● **Activity**: Look for the word "SendBackFailed" in the entries and copy every line where it shows up.

Saved entries
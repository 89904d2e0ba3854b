//! Send-back followed by a conditional acknowledgement.
//!
//! The composite operation runs as a two-state machine:
//!
//! ```text
//! SendingBack ──(failed or non-success code)──▶ Skipped
//!      │
//!      └──────(success code)──────────────────▶ Acknowledging
//! ```
//!
//! The caller receives the send-back response as soon as it is known. The
//! acknowledgement, when issued, completes on its own timeline and is handed
//! back as a separate [`PendingAck`].

use std::{
    fmt,
    future::{self, Future},
    pin::Pin,
    task::{Context, Poll},
    time::Duration,
};

use log::warn;
use tokio::task::JoinHandle;
use tracing::Instrument;

use super::{
    ForwardProducer,
    finish,
    tracing_helpers::{ack_span, start_timer},
};
use crate::{
    error::{ForwardError, Result},
    metrics::{self, Operation},
    protocol::{
        AckMessageRequestHeader,
        AckResult,
        ConsumerSendMsgBackRequestHeader,
        RemotingCommand,
    },
    transport::TransportClient,
};

/// Why the acknowledgement was not issued.
#[derive(Clone, Copy, Debug, PartialEq, Eq)]
pub enum SkipReason {
    /// The send-back call itself failed.
    SendBackFailed,
    /// The broker answered with a non-success code.
    ResponseCode(i32),
}

impl fmt::Display for SkipReason {
    fn fmt(&self, f: &mut fmt::Formatter<'_>) -> fmt::Result {
        match self {
            Self::SendBackFailed => f.write_str("send-back failed"),
            Self::ResponseCode(code) => write!(f, "send-back returned code {code}"),
        }
    }
}

/// Transition taken once the send-back has completed.
#[derive(Clone, Copy, Debug, PartialEq, Eq)]
pub enum AckDecision {
    /// Issue the acknowledgement.
    Issue,
    /// Do not acknowledge.
    Skip(SkipReason),
}

/// Decide whether a completed send-back should be acknowledged.
///
/// Only a send-back that completed with [`crate::protocol::ResponseCode::SUCCESS`]
/// leads to an acknowledgement.
///
/// # Examples
///
/// ```
/// use mqforward::{
///     AckDecision,
///     ForwardError,
///     SkipReason,
///     decide_ack,
///     protocol::{RemotingCommand, ResponseCode},
/// };
///
/// let ok: Result<_, ForwardError> = Ok(RemotingCommand::response(ResponseCode::SUCCESS, None));
/// assert_eq!(decide_ack(&ok), AckDecision::Issue);
///
/// let busy: Result<_, ForwardError> = Ok(RemotingCommand::response(ResponseCode::SYSTEM_BUSY, None));
/// assert_eq!(
///     decide_ack(&busy),
///     AckDecision::Skip(SkipReason::ResponseCode(ResponseCode::SYSTEM_BUSY))
/// );
/// ```
pub fn decide_ack<E>(outcome: &std::result::Result<RemotingCommand, E>) -> AckDecision {
    match outcome {
        Err(_) => AckDecision::Skip(SkipReason::SendBackFailed),
        Ok(response) if response.is_success() => AckDecision::Issue,
        Ok(response) => AckDecision::Skip(SkipReason::ResponseCode(response.code)),
    }
}

/// An acknowledgement issued after a successful send-back.
///
/// The acknowledgement runs as its own task: dropping this handle does not
/// cancel it. When no Tokio runtime was available to spawn the task, the
/// handle resolves immediately to [`ForwardError::NoRuntime`].
#[derive(Debug)]
pub struct PendingAck {
    inner: PendingAckInner,
}

#[derive(Debug)]
enum PendingAckInner {
    Spawned(JoinHandle<Result<AckResult>>),
    Failed(future::Ready<Result<AckResult>>),
}

impl PendingAck {
    /// Whether the acknowledgement has completed.
    #[must_use]
    pub fn is_finished(&self) -> bool {
        match &self.inner {
            PendingAckInner::Spawned(handle) => handle.is_finished(),
            PendingAckInner::Failed(_) => true,
        }
    }
}

impl Future for PendingAck {
    type Output = Result<AckResult>;

    fn poll(mut self: Pin<&mut Self>, cx: &mut Context<'_>) -> Poll<Self::Output> {
        match &mut self.inner {
            PendingAckInner::Spawned(handle) => Pin::new(handle)
                .poll(cx)
                .map(|joined| joined.map_err(ForwardError::AckAborted).and_then(|ack| ack)),
            PendingAckInner::Failed(ready) => Pin::new(ready).poll(cx),
        }
    }
}

/// State reached by the acknowledgement half of the composite operation.
#[derive(Debug)]
pub enum AckStage {
    /// The send-back answered with a non-success code; nothing was issued.
    Skipped(SkipReason),
    /// The acknowledgement was issued and is in flight.
    Issued(PendingAck),
}

/// Outcome of [`ForwardProducer::send_message_back_then_ack_org`].
///
/// `response` is the primary result and is available immediately. `ack`
/// carries the secondary acknowledgement, if one was issued.
#[derive(Debug)]
pub struct SendBackThenAck {
    /// Raw send-back response.
    pub response: RemotingCommand,
    /// Acknowledgement stage.
    pub ack: AckStage,
}

impl SendBackThenAck {
    /// Whether an acknowledgement was issued.
    #[must_use]
    pub fn ack_issued(&self) -> bool { matches!(self.ack, AckStage::Issued(_)) }

    /// Split into the send-back response and the pending acknowledgement.
    #[must_use]
    pub fn into_parts(self) -> (RemotingCommand, Option<PendingAck>) {
        match self.ack {
            AckStage::Issued(pending) => (self.response, Some(pending)),
            AckStage::Skipped(_) => (self.response, None),
        }
    }
}

impl<C: TransportClient> ForwardProducer<C> {
    /// Send back and conditionally acknowledge using the default timeout.
    ///
    /// # Errors
    ///
    /// See [`Self::send_message_back_then_ack_org_with_timeout`].
    pub async fn send_message_back_then_ack_org(
        &self,
        addr: &str,
        send_back_header: &ConsumerSendMsgBackRequestHeader,
        ack_header: &AckMessageRequestHeader,
    ) -> Result<SendBackThenAck> {
        self.send_message_back_then_ack_org_with_timeout(
            addr,
            send_back_header,
            ack_header,
            self.default_timeout,
        )
        .await
    }

    /// Redeliver a consumed message to its origin, then acknowledge the
    /// original only if the redelivery succeeded.
    ///
    /// The acknowledgement is never issued before the send-back has
    /// completed with a success code. It is spawned on the current Tokio
    /// runtime; without one the returned [`PendingAck`] resolves to
    /// [`ForwardError::NoRuntime`] and no acknowledgement is sent.
    ///
    /// # Errors
    ///
    /// Returns any error from [`Self::send_message_back_with_timeout`]; in
    /// that case no acknowledgement is issued. Failures of the
    /// acknowledgement itself surface through the [`PendingAck`].
    pub async fn send_message_back_then_ack_org_with_timeout(
        &self,
        addr: &str,
        send_back_header: &ConsumerSendMsgBackRequestHeader,
        ack_header: &AckMessageRequestHeader,
        timeout: Duration,
    ) -> Result<SendBackThenAck> {
        let outcome = self
            .send_message_back_with_timeout(addr, send_back_header, timeout)
            .await;
        match decide_ack(&outcome) {
            AckDecision::Skip(reason) => {
                warn!("skipping acknowledgement: broker_addr={addr}, reason={reason}");
                metrics::inc_acks_skipped();
                let response = outcome?;
                Ok(SendBackThenAck {
                    response,
                    ack: AckStage::Skipped(reason),
                })
            }
            AckDecision::Issue => {
                let response = outcome?;
                let pending = self.spawn_ack(addr, ack_header, timeout);
                Ok(SendBackThenAck {
                    response,
                    ack: AckStage::Issued(pending),
                })
            }
        }
    }

    fn spawn_ack(&self, addr: &str, header: &AckMessageRequestHeader, timeout: Duration) -> PendingAck {
        let span = ack_span(&self.tracing, addr);
        let timer = start_timer(self.tracing.ack_timing);
        let runtime = match tokio::runtime::Handle::try_current() {
            Ok(runtime) => runtime,
            Err(err) => {
                warn!("cannot spawn acknowledgement: broker_addr={addr}, error={err}");
                let result: Result<AckResult> = Err(ForwardError::NoRuntime(err));
                finish(&span, timer, Operation::Ack, &result);
                return PendingAck {
                    inner: PendingAckInner::Failed(future::ready(result)),
                };
            }
        };
        let client = self.pool.get_client();
        let addr = addr.to_owned();
        let header = header.clone();
        let handle = runtime.spawn(async move {
            let result = async {
                let client = client?;
                Ok::<_, ForwardError>(client.ack(&addr, &header, timeout).await?)
            }
            .instrument(span.clone())
            .await;
            finish(&span, timer, Operation::Ack, &result);
            result
        });
        PendingAck {
            inner: PendingAckInner::Spawned(handle),
        }
    }
}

● **Written solution**:
    SendBackFailed,
            Self::SendBackFailed => f.write_str("send-back failed"),
        Err(_) => AckDecision::Skip(SkipReason::SendBackFailed),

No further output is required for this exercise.